The worst part is, I didn’t steal that jacket, but when I was a kid, I used to steal from the other kids at school. I went through a period of about a year when I would steal lunch money and things they’d brought in for show and tell. If they had something really nice or something that they really needed (like lunch money), I was compelled to steal it. This was in first grade, when I was six. Fortunately, the compulsion didn’t last — the straw that broke that camel’s back was when I stole something and felt so much remorse that I vowed to never, ever do it again. I knew I caused my classmate tremendous pain and suffering because I took something they really loved — and I hated that feeling. I “got it” at that time, and although I’ve had a number of compulsions to steal over the years, I’ve managed to keep that at bay and not act on it.
But when that co-worker’s expensive leather jacket was stolen, even though I didn’t do it — and wouldn’t have, even if I’d had the chance — all the old guilt came up, and all the old feelings about “being a thief” took over. And I ended up taking the rap (even though they never pinned it on me, they were sure I’d done it) for something I did not do.
All those years of struggling with that old way. All those years of fighting it tooth and nail, but still feeling like I was carrying around a handful of hot coals that would never lose their heat. Those old ways, those old experiences just burn themselves into me, day in and day out, and I can’t seem to get them out of my hands.

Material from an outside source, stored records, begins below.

//! Declarative table and workflow schemas.
//!
//! Pure data: a [`DocumentDataSchema`] describes the relational layout of a
//! document (columns, indexes, related child tables) and a
//! [`DocumentWfSchema`] describes its workflow (initial state, legal
//! transitions). The engine derives every SQL statement from these values.

use std::sync::OnceLock;

use eatery_types::WorkflowStatusCode;

use crate::error::DocumentError;

/// Abstract SQL column type. Rendered to the concrete MySQL type by
/// [`FieldType::sql_type`]; JSON gets special treatment in the DDL builder.
#[derive(Debug, Clone, Copy, PartialEq, Eq)]
pub enum FieldType {
    BigInt,
    Int,
    TinyInt,
    VarChar(u16),
    Double,
    Timestamp,
    Json,
}

impl FieldType {
    pub fn sql_type(&self) -> String {
        match self {
            Self::BigInt => "bigint(20)".to_string(),
            Self::Int => "int(11)".to_string(),
            Self::TinyInt => "tinyint(1)".to_string(),
            Self::VarChar(len) => format!("varchar({len})"),
            Self::Double => "double".to_string(),
            Self::Timestamp => "timestamp".to_string(),
            // Native JSON is avoided for engine-version portability; the DDL
            // builder emits checked longtext instead.
            Self::Json => "longtext CHARACTER SET utf8mb4 COLLATE utf8mb4_bin".to_string(),
        }
    }
}

/// One column of a table.
#[derive(Debug, Clone)]
pub struct TableFieldSchema {
    pub name: String,
    pub field_type: FieldType,
    pub required: bool,
    pub auto_increment: bool,
    pub default: Option<String>,
    pub on_update: Option<String>,
    pub comment: Option<String>,
}

impl TableFieldSchema {
    pub fn new(name: impl Into<String>, field_type: FieldType) -> Self {
        Self {
            name: name.into(),
            field_type,
            required: false,
            auto_increment: false,
            default: None,
            on_update: None,
            comment: None,
        }
    }

    pub fn required(mut self) -> Self {
        self.required = true;
        self
    }

    pub fn auto_increment(mut self) -> Self {
        self.auto_increment = true;
        self
    }

    /// Raw SQL default expression, e.g. `0` or `current_timestamp()`.
    pub fn default_expr(mut self, expr: impl Into<String>) -> Self {
        self.default = Some(expr.into());
        self
    }

    pub fn on_update(mut self, expr: impl Into<String>) -> Self {
        self.on_update = Some(expr.into());
        self
    }

    pub fn comment(mut self, text: impl Into<String>) -> Self {
        self.comment = Some(text.into());
        self
    }
}

#[derive(Debug, Clone, Copy, PartialEq, Eq)]
pub enum IndexType {
    Unique,
    Plain,
}

impl IndexType {
    pub fn sql_keyword(&self) -> &'static str {
        match self {
            Self::Unique => "UNIQUE",
            Self::Plain => "INDEX",
        }
    }
}

/// One index over a table; `fields` is ordered.
#[derive(Debug, Clone)]
pub struct TableIndexSchema {
    pub fields: Vec<String>,
    pub index_type: IndexType,
}

/// Relational layout of a document: the main table plus one level of
/// related child tables.
#[derive(Debug, Clone)]
pub struct DocumentDataSchema {
    pub table_name: String,
    /// Prefix applied to related table names and to the foreign-key column.
    pub related_tables_prefix: Option<String>,
    pub id_field_name: String,
    pub fields: Vec<TableFieldSchema>,
    pub indexes: Vec<TableIndexSchema>,
    pub related: Vec<DocumentDataSchema>,
}

impl DocumentDataSchema {
    pub fn prefix(&self) -> &str {
        self.related_tables_prefix.as_deref().unwrap_or("")
    }

    /// Physical name of a related child table.
    pub fn related_table_name(&self, related: &DocumentDataSchema) -> String {
        format!("{}{}", self.prefix(), related.table_name)
    }

    /// Name of the foreign-key column on every related table.
    pub fn related_id_column(&self) -> String {
        format!("{}{}", self.prefix(), self.id_field_name)
    }

    /// Check the schema invariants: unique column names (including the
    /// implicit base record) and index references to declared fields only.
    pub fn validate(&self) -> Result<(), DocumentError> {
        let mut seen: Vec<&str> = document_base_schema().iter().map(|f| f.name.as_str()).collect();
        for field in &self.fields {
            if seen.contains(&field.name.as_str()) {
                return Err(DocumentError::Unknown(format!(
                    "Duplicate field '{}' in schema of '{}'",
                    field.name, self.table_name
                )));
            }
            seen.push(&field.name);
        }
        for index in &self.indexes {
            for name in &index.fields {
                if !seen.contains(&name.as_str()) {
                    return Err(DocumentError::Unknown(format!(
                        "Index of '{}' references unknown field '{}'",
                        self.table_name, name
                    )));
                }
            }
        }
        for related in &self.related {
            related.validate()?;
        }
        Ok(())
    }
}

/// One legal workflow transition.
#[derive(Debug, Clone, Copy, PartialEq, Eq)]
pub struct WfTransfer {
    pub from: WorkflowStatusCode,
    pub to: WorkflowStatusCode,
}

/// Workflow layout of a document. A state with no outgoing transfers is
/// terminal.
#[derive(Debug, Clone)]
pub struct DocumentWfSchema {
    pub table_name: String,
    pub initial_state: WorkflowStatusCode,
    pub transfers: Vec<WfTransfer>,
    pub related: Vec<DocumentWfSchema>,
}

impl DocumentWfSchema {
    /// Outgoing transitions from `status`.
    pub fn transfers_from(&self, status: Option<WorkflowStatusCode>) -> Vec<WfTransfer> {
        match status {
            Some(from) => self
                .transfers
                .iter()
                .copied()
                .filter(|t| t.from == from)
                .collect(),
            None => Vec::new(),
        }
    }

    /// Workflow schema of a related table, aligned by table name.
    pub fn related_for(&self, table_name: &str) -> Option<&DocumentWfSchema> {
        self.related.iter().find(|r| r.table_name == table_name)
    }
}

static BASE_SCHEMA: OnceLock<Vec<TableFieldSchema>> = OnceLock::new();

/// Bookkeeping columns implicitly present on every table (parent and child).
pub fn document_base_schema() -> &'static [TableFieldSchema] {
    BASE_SCHEMA.get_or_init(|| {
        vec![
            TableFieldSchema::new("id", FieldType::BigInt)
                .required()
                .auto_increment()
                .comment("Unique identificator of document or child record"),
            TableFieldSchema::new("locked", FieldType::TinyInt)
                .required()
                .default_expr("0")
                .comment("Is Document locked for changes"),
            TableFieldSchema::new("lockedByUser", FieldType::VarChar(128))
                .comment("User name who locked Document the last"),
            TableFieldSchema::new("blocked", FieldType::TinyInt)
                .required()
                .default_expr("0")
                .comment("Is Document blocked"),
            TableFieldSchema::new("wfStatus", FieldType::Int)
                .comment("Workflow status of Document"),
            TableFieldSchema::new("wfHistory", FieldType::Json)
                .comment("Workflow history of Document"),
            TableFieldSchema::new("createdByUser", FieldType::VarChar(128))
                .comment("User login who created the Document"),
            TableFieldSchema::new("changedByUser", FieldType::VarChar(128))
                .comment("User login who changed the Document the last"),
            TableFieldSchema::new("created", FieldType::Timestamp)
                .required()
                .default_expr("current_timestamp()")
                .comment("Time when the document created"),
            TableFieldSchema::new("changed", FieldType::Timestamp)
                .required()
                .default_expr("current_timestamp()")
                .on_update("current_timestamp()")
                .comment("Time when the document changed last time"),
        ]
    })
}

/// Base columns that the engine binds on insert/update. The timestamp pair
/// is always left to the database.
pub fn writable_base_schema() -> impl Iterator<Item = &'static TableFieldSchema> {
    document_base_schema()
        .iter()
        .filter(|f| f.name != "created" && f.name != "changed")
}

#[cfg(test)]
mod tests {
    use super::*;

    fn users_schema() -> DocumentDataSchema {
        DocumentDataSchema {
            table_name: "users".into(),
            related_tables_prefix: Some("user_".into()),
            id_field_name: "id".into(),
            fields: vec![
                TableFieldSchema::new("login", FieldType::VarChar(128)).required(),
                TableFieldSchema::new("email", FieldType::VarChar(128)).required(),
            ],
            indexes: vec![TableIndexSchema {
                fields: vec!["login".into()],
                index_type: IndexType::Unique,
            }],
            related: vec![],
        }
    }

    #[test]
    fn base_schema_has_ten_columns_in_order() {
        let names: Vec<&str> = document_base_schema().iter().map(|f| f.name.as_str()).collect();
        assert_eq!(
            names,
            [
                "id",
                "locked",
                "lockedByUser",
                "blocked",
                "wfStatus",
                "wfHistory",
                "createdByUser",
                "changedByUser",
                "created",
                "changed"
            ]
        );
    }

    #[test]
    fn writable_base_excludes_timestamps() {
        let names: Vec<&str> = writable_base_schema().map(|f| f.name.as_str()).collect();
        assert!(!names.contains(&"created"));
        assert!(!names.contains(&"changed"));
        assert_eq!(names.len(), 8);
    }

    #[test]
    fn valid_schema_passes() {
        assert!(users_schema().validate().is_ok());
    }

    #[test]
    fn duplicate_field_rejected() {
        let mut schema = users_schema();
        schema
            .fields
            .push(TableFieldSchema::new("login", FieldType::VarChar(64)));
        assert!(schema.validate().is_err());
    }

    #[test]
    fn field_clashing_with_base_record_rejected() {
        let mut schema = users_schema();
        schema
            .fields
            .push(TableFieldSchema::new("wfStatus", FieldType::Int));
        assert!(schema.validate().is_err());
    }

    #[test]
    fn index_over_unknown_field_rejected() {
        let mut schema = users_schema();
        schema.indexes.push(TableIndexSchema {
            fields: vec!["missing".into()],
            index_type: IndexType::Plain,
        });
        assert!(schema.validate().is_err());
    }

    #[test]
    fn index_over_base_field_allowed() {
        let mut schema = users_schema();
        schema.indexes.push(TableIndexSchema {
            fields: vec!["createdByUser".into()],
            index_type: IndexType::Plain,
        });
        assert!(schema.validate().is_ok());
    }

    #[test]
    fn related_naming_uses_prefix() {
        let mut schema = users_schema();
        let child = DocumentDataSchema {
            table_name: "devices".into(),
            related_tables_prefix: None,
            id_field_name: "id".into(),
            fields: vec![],
            indexes: vec![],
            related: vec![],
        };
        schema.related.push(child);
        assert_eq!(schema.related_table_name(&schema.related[0]), "user_devices");
        assert_eq!(schema.related_id_column(), "user_id");
    }

    #[test]
    fn transfers_from_filters_by_current_status() {
        let wf = DocumentWfSchema {
            table_name: "orders".into(),
            initial_state: WorkflowStatusCode::Draft,
            transfers: vec![
                WfTransfer {
                    from: WorkflowStatusCode::Draft,
                    to: WorkflowStatusCode::Registered,
                },
                WfTransfer {
                    from: WorkflowStatusCode::Registered,
                    to: WorkflowStatusCode::Approved,
                },
                WfTransfer {
                    from: WorkflowStatusCode::Registered,
                    to: WorkflowStatusCode::CanceledByGuest,
                },
            ],
            related: vec![],
        };
        assert_eq!(wf.transfers_from(Some(WorkflowStatusCode::Draft)).len(), 1);
        assert_eq!(
            wf.transfers_from(Some(WorkflowStatusCode::Registered)).len(),
            2
        );
        // Terminal state: no outgoing edges.
        assert!(wf.transfers_from(Some(WorkflowStatusCode::Closed)).is_empty());
        assert!(wf.transfers_from(None).is_empty());
    }
}
//! Document error taxonomy.
//!
//! Every error carries a stable numeric code and a symbolic short name so
//! transport boundaries can surface all three (code, name, message) without
//! re-deriving them.

use serde_json::json;
use thiserror::Error;

#[derive(Debug, Error)]
pub enum DocumentError {
    /// Fallback kind, also used for malformed construction input.
    #[error("unknown: {0}")]
    Unknown(String),

    /// Schema, id or data accessed before the document is in a usable state.
    #[error("abstract method: {0}")]
    AbstractMethod(String),

    /// No usable database connection.
    #[error("connection: {0}")]
    Connection(String),

    /// Lookup matched zero or more than one rows where exactly one was required.
    #[error("not found: {0}")]
    NotFound(String),

    /// A mandatory input is missing.
    #[error("parameter expected: {0}")]
    ParameterExpected(String),

    /// Workflow transition has zero, multiple, or an invalid target among
    /// candidate edges. The name is historical; it also covers "not a legal
    /// transition".
    #[error("workflow suspense: {0}")]
    WfSuspense(String),

    /// Reserved for caller-level validation.
    #[error("redundant value: {0}")]
    RedundantValue(String),

    /// Reserved for caller-level validation.
    #[error("role required: {0}")]
    RoleRequired(String),

    /// Storage-layer failure propagated unchanged (maps to the fallback code).
    #[error("sql: {0}")]
    Sql(#[from] sqlx::Error),
}

impl DocumentError {
    /// Stable numeric code of this error kind.
    pub fn code(&self) -> u8 {
        match self {
            Self::Unknown(_) | Self::Sql(_) => 0,
            Self::AbstractMethod(_) => 1,
            Self::Connection(_) => 2,
            Self::NotFound(_) => 3,
            Self::ParameterExpected(_) => 4,
            Self::WfSuspense(_) => 5,
            Self::RedundantValue(_) => 6,
            Self::RoleRequired(_) => 7,
        }
    }

    /// Symbolic name matching the numeric code.
    pub fn short_name(&self) -> &'static str {
        match self {
            Self::Unknown(_) | Self::Sql(_) => "unknown",
            Self::AbstractMethod(_) => "abstract_method",
            Self::Connection(_) => "sql_connection_error",
            Self::NotFound(_) => "sql_not_found",
            Self::ParameterExpected(_) => "parameter_expected",
            Self::WfSuspense(_) => "wf_suspense",
            Self::RedundantValue(_) => "redundant_value",
            Self::RoleRequired(_) => "role_required",
        }
    }

    /// Transport form: `{code, shortName, message}`.
    pub fn json(&self) -> serde_json::Value {
        json!({
            "code": self.code(),
            "shortName": self.short_name(),
            "message": self.to_string(),
        })
    }
}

And I wonder how many other people out there are walking around carrying those kinds of hot coals — especially people in prison or people who allow themselves to be trapped in a way of thinking and doing and living that reinforces their “worthlessness”. I think about all the folks out there with sketchy histories who can’t seem to shake those old habits, those old ways, and who have worked so very, very hard to overcome their past… only to have instances come up when they just can’t shake/fight/out-run it anymore… and it gets the best of them.
Or the worst of them.
All these things stay with me — the past words, the past deeds, the past mistakes and mis-steps and screw-ups… the glowing hot coals of past experiences that I cannot undo.They stay with me always, lurking under the surface, always waiting… waiting… for the instant when my guard is down or I’m not paying close enough attention, or things get tight and tough… and then they rise up again. I say things that peel back the veneer I’ve worked so hard to create, and once they’re said, there’s no un-saying them.

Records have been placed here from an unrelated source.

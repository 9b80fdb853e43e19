//! Connection management.
//!
//! Owns a pooled, health-checked MySQL connection set for the whole process.
//! The pool is created by the composition root and passed into every
//! [`crate::Document`] by value (the pool handle is cheaply cloneable), so
//! there is no hidden global connection state and shutdown is explicit via
//! [`DocumentStore::close`].

use std::time::Duration;

use sqlx::mysql::{MySqlPool, MySqlPoolOptions};
use sqlx::Executor;
use tracing::{info, warn};

use crate::error::DocumentError;

/// Database configuration, read from the environment.
///
/// The variable names (`db_host`, `db_name`, `db_user`, `db_pwd`, `db_port`)
/// are preserved from the legacy deployment.
#[derive(Debug, Clone)]
pub struct DbConfig {
    pub host: String,
    pub database: String,
    pub user: String,
    pub password: String,
    pub port: u16,
    pub pool_size: u32,
    pub acquire_timeout: Duration,
}

impl Default for DbConfig {
    fn default() -> Self {
        Self {
            host: "localhost".to_string(),
            database: "eatery".to_string(),
            user: "root".to_string(),
            password: String::new(),
            port: 3306,
            pool_size: 10,
            acquire_timeout: Duration::from_secs(30),
        }
    }
}

impl DbConfig {
    pub fn from_env() -> Self {
        let defaults = Self::default();
        Self {
            host: std::env::var("db_host").unwrap_or(defaults.host),
            database: std::env::var("db_name").unwrap_or(defaults.database),
            user: std::env::var("db_user").unwrap_or(defaults.user),
            password: std::env::var("db_pwd").unwrap_or(defaults.password),
            port: std::env::var("db_port")
                .ok()
                .and_then(|s| s.parse().ok())
                .unwrap_or(defaults.port),
            pool_size: std::env::var("db_pool_size")
                .ok()
                .and_then(|s| s.parse().ok())
                .unwrap_or(defaults.pool_size),
            acquire_timeout: defaults.acquire_timeout,
        }
    }

    fn url(&self) -> String {
        format!(
            "mysql://{}:{}@{}:{}/{}",
            self.user, self.password, self.host, self.port, self.database
        )
    }

    /// Connection target with the password elided, for logging.
    fn masked(&self) -> String {
        format!(
            "mysql://{}:******@{}:{}/{}",
            self.user, self.host, self.port, self.database
        )
    }
}

/// Handle over the process-wide connection pool. Cloning is cheap; all
/// clones share the same pool.
#[derive(Debug, Clone)]
pub struct DocumentStore {
    pool: MySqlPool,
}

impl DocumentStore {
    /// Open the pool and verify connectivity with a `SELECT 1` probe.
    ///
    /// Every later acquire re-probes the connection (`test_before_acquire`),
    /// which replaces the legacy reconnect-on-dead-connection dance. All
    /// sessions run in UTC.
    pub async fn connect(config: DbConfig) -> Result<Self, DocumentError> {
        info!("Connecting to database: {}", config.masked());
        let pool = MySqlPoolOptions::new()
            .max_connections(config.pool_size)
            .acquire_timeout(config.acquire_timeout)
            .test_before_acquire(true)
            .after_connect(|conn, _meta| {
                Box::pin(async move {
                    conn.execute("SET time_zone = '+00:00'").await?;
                    Ok(())
                })
            })
            .connect(&config.url())
            .await
            .map_err(|e| DocumentError::Connection(format!("Unable to connect database: {e}")))?;

        let store = Self { pool };
        store.ping().await?;
        info!("Connection to database is successful");
        Ok(store)
    }

    /// Convenience: connect using [`DbConfig::from_env`].
    pub async fn from_env() -> Result<Self, DocumentError> {
        Self::connect(DbConfig::from_env()).await
    }

    pub fn pool(&self) -> &MySqlPool {
        &self.pool
    }

    /// Trivial liveness probe.
    pub async fn ping(&self) -> Result<(), DocumentError> {
        sqlx::query("SELECT 1")
            .execute(&self.pool)
            .await
            .map_err(|e| {
                warn!("Connection to database is not longer alive: {e}");
                DocumentError::Connection(format!("Liveness probe failed: {e}"))
            })?;
        Ok(())
    }

    /// Explicit shutdown; call at process exit.
    pub async fn close(&self) {
        info!("Closing database pool");
        self.pool.close().await;
    }
}

#[cfg(test)]
mod tests {
    use super::*;

    #[test]
    fn url_includes_all_parts() {
        let config = DbConfig {
            host: "db".into(),
            database: "eatery".into(),
            user: "svc".into(),
            password: "secret".into(),
            port: 3307,
            ..DbConfig::default()
        };
        assert_eq!(config.url(), "mysql://svc:secret@db:3307/eatery");
    }

    #[test]
    fn masked_url_hides_password() {
        let config = DbConfig {
            password: "secret".into(),
            ..DbConfig::default()
        };
        let masked = config.masked();
        assert!(!masked.contains("secret"));
        assert!(masked.contains("******"));
    }

    #[test]
    fn defaults_are_sane() {
        let config = DbConfig::default();
        assert_eq!(config.port, 3306);
        assert_eq!(config.pool_size, 10);
    }
}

In a way, I wish I’d never brought up these issues with my NP. But I know that if I don’t deal with them, if I don’t find ways to manage them and work with them and better understand them, they will stay as hot and as burning as ever, and I will probably never get free. At least with my NP, I have a chance at understanding what makes this kind of experience “tick” — what causes it, and what can help me manage and/or prevent these kinds of outbursts, these kinds of experiences in verbal incontinence.
My strategy over the years has been to just shut the hell up as quickly as possible and move on, pretending I never said what I said. But sometimes there’s no denying it. And the cumulative results of these screw-ups have aggregated into a mass of intense discomfort. There’s only so long I can ignore and overlook the elephants stampeding through my proverbial living room. Gotta suck it up and deal with it.
But christalmighty does this take it out of me.
Well, it’s a beautiful day. I’ve got a bunch of stuff to do before my company gets here. Run some errands, clean up around the house, and get ready for an actual vacation.